I’ve been on a John C. Reilly kick lately, and this past week I sat down and watched the flick The Promotion (written and directed by Steve Conrad.) I wasn’t expecting to really connect with the film at all as it’s sort of set up with a pretty standard comedy plot and stars Seann William Scott (he of Stiffler fame from the American Pie movies) who I’m not all that enamored with. Honestly, I was expecting to enjoy Reilly’s performance, a few jokes here and there and that’s about it.
Part my initial disinterest was that the flick seemed to be drawing from the same cultural ennui of flicks like Waiting, Office Space and more importantly Clerks. I experienced Clerks at the perfect age, 19, right smack dab in the middle of my initial career as a grocery store stock clerk and budding film buff, and connected with it in a very visceral way. For my money Kevin Smith totally captured what life was life like for a 20-something pop culture nerd working in retail, whittling away the hours with humor as the world (customers, supervisors, family, etc.) slowly sucked away at your soul. Well, with a lot of genres (sub-genres, sub-categories, what-have-you) it seems like there are one or two films that do a great job of addressing the particular subject matter, and thereafter other flicks just seem to be watered down imitations or parodies. For me, in the minimum wage lackey category of comedy films, Clerks stands head and shoulders above the rest (with a nice honorable mention to Office Space, even though it deals more with corporate misery), and after watching flicks like Waiting or Kill the Man I was getting kind of tired of the genre. When I saw the trailer for the Promotion, I was expecting just more of the same.
Actually, I think part of my disinterest lies simply with the fact that I’ve moved on from that time and place in my life. I’m over ten years older, working a slightly more rewarding office job (I still emotionally connect to Office Space just fine thank you), and I’m less interested in wallowing in sarcastic hopelessness, preferring a bit more upbeat fare (in general, not as a rule.) Again, watching the trailer for the Promotion, which revolves around two grocery store assistant managers vying for the coveted store manager position at a new location, I was expecting to be less than engaged by the plot.
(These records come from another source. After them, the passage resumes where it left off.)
//! The single-agent execution loop.
//!
//! Drives one agent through: assemble context → build prompt → call LLM →
//! interpret response → execute tools → update state, until a terminal
//! condition is reached. The loop is a small state machine:
//!
//! ```text
//! STARTING → ITERATING → {TOOL_EXECUTING} → ITERATING →
//!     FINAL | BLOCKED | WAITING_INPUT | MAX_ITERATIONS | CANCELLED | ERROR
//! ```
//!
//! Cancellation is cooperative: a boolean flag polled once per iteration
//! at the loop top. An in-flight LLM call or tool execution is never
//! preempted. A checkpoint snapshot is written at the end of every
//! execution, success or failure; nothing reads it back.

use std::path::PathBuf;
use std::sync::atomic::{AtomicBool, Ordering};
use std::sync::Arc;

use chrono::{Duration, Utc};
use tokio::sync::mpsc;
use tracing::{debug, info, warn};

use devsquad_core::agent::ToolCallSummary;
use devsquad_core::error::ErrorCode;
use devsquad_core::llm::{GenerationRequest, LlmBackend};
use devsquad_core::message::ConversationMessage;
use devsquad_core::tool::{ToolContext, ToolRegistry, ToolResult};
use devsquad_core::{
    ActionRecord, AgentId, AgentStatus, Checkpoint, RuntimeError, RuntimeEvent, TaskId, TaskStatus,
};
use devsquad_llm::{build_system_prompt, parse_response};
use devsquad_store::ProjectStore;

use crate::context::{AssemblyInput, ContextAssembler, WorkingMemory, DEFAULT_CAPACITY};
use crate::persona::{PersonaHandler, PersonaRegistry};

/// How an execution ended. Each variant maps to a distinct outward event
/// and persisted status.
#[derive(Debug, Clone, PartialEq, Eq)]
pub enum ExecutionOutcome {
    /// Final answer with no pending tool calls; task completed.
    Completed { summary: String },
    /// The agent needs user input; control returned to the caller.
    WaitingInput,
    /// The agent declared itself blocked.
    Blocked { reason: String },
    /// The persona's iteration cap was reached.
    MaxIterations,
    /// The cancellation flag was observed at an iteration boundary.
    Cancelled,
}

/// The single-agent runtime.
pub struct AgentRuntime {
    store: Arc<dyn ProjectStore>,
    backend: Arc<dyn LlmBackend>,
    tools: Arc<ToolRegistry>,
    personas: Arc<PersonaRegistry>,
    assembler: ContextAssembler,
    model: String,
    max_response_tokens: u32,
    workspace_root: PathBuf,
    events: mpsc::Sender<RuntimeEvent>,
    cancel: Arc<AtomicBool>,
}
For the first half of the film everything was going exactly as I figured. I was really enjoying John C. Reilly’s Richard Wehlner, there were a couple of really funny jokes (in particular a handful about an annoying banjo teacher/gay dominatrix type), and a few surprising cameos (in particular by Jason Bateman and Bobby Cannavale.) I was actually a little surprised that Seann William Scott didn’t bug me all that much (something I also noticed in the flick Southland Tales), though there wasn’t anything particularly engaging about him either. Then, as the rivalry between Reilly and Scott started to heat up a bit I found myself wanting the film to side-step the clichéd plot (where one of the two would take on the role of the villain and you’d start rooting for the other by proxy) and veer into more uncharted territory. The weird thing is that it did.
I as mentioned before, the film stars Scott as Doug Stauber, who is an assistant manager at a grocery store chain located in Chicago, and along with his wife (played by Jenna Fischer) is just trying to make a go of life in middle class America. Figuring on being the shoo-in for the Store Manager position at a new location under construction, the couple decides to take a chance on buying their first house. At the same time, Canadian transplant Richard Wehlner (Reilly) (and his family, including his Scottish wife played by Lili Taylor), also an assistant manager (though for a chain of Canadian sister stores), and a recovering drug addict, transfers to Chicago putting Stauber’s "shoo-in" status in jeopardy. As the bigwigs descend on the store to check up on Doug and Richard, each end up dealing with their own demons, be it a gang making life on parking lot duty hell, the possibility of slipping back into depression, alcohol and drugs, or their need to get ‘promoted’ in order to grab a hold on their life.
Though the film is mainly a comedy, it manages to avoid some of the more obvious or gratuitous plot machinations, and pretty much plays the jokes in a subtle manner (even the more outrageous humor isn’t in your face.) The flick manages to balance the gags with plenty of introspection and does a surprisingly amazing job at illustrating a more real-life struggle for success. This is what kills me about most movies where the characters are always shooting for the stars, where success is defined only by achieving what in the long run only a very few people can. Don’t get me wrong, I’m all for striving for greatness, but I’m also content in not shooting myself into the cosmos. Becoming an amazing success is wonderful, unless the trip there and beyond is horrible. Anyway, about halfway into the film I started hoping for a particular outcome, and was surprised when it occurred. Where Clerks deals with the grind of working a Middle
American job with sarcasm, apathy and slack, The Promotion deals in hope, duty, and a positive work ethic. It’s the other side of the coin, and sort of the next logical step after a film like Clerks (which is sort of where Smith was going with Clerks II, just without the goofy dance sequences, inexcusably ignorant fanboys, and donkey sex.)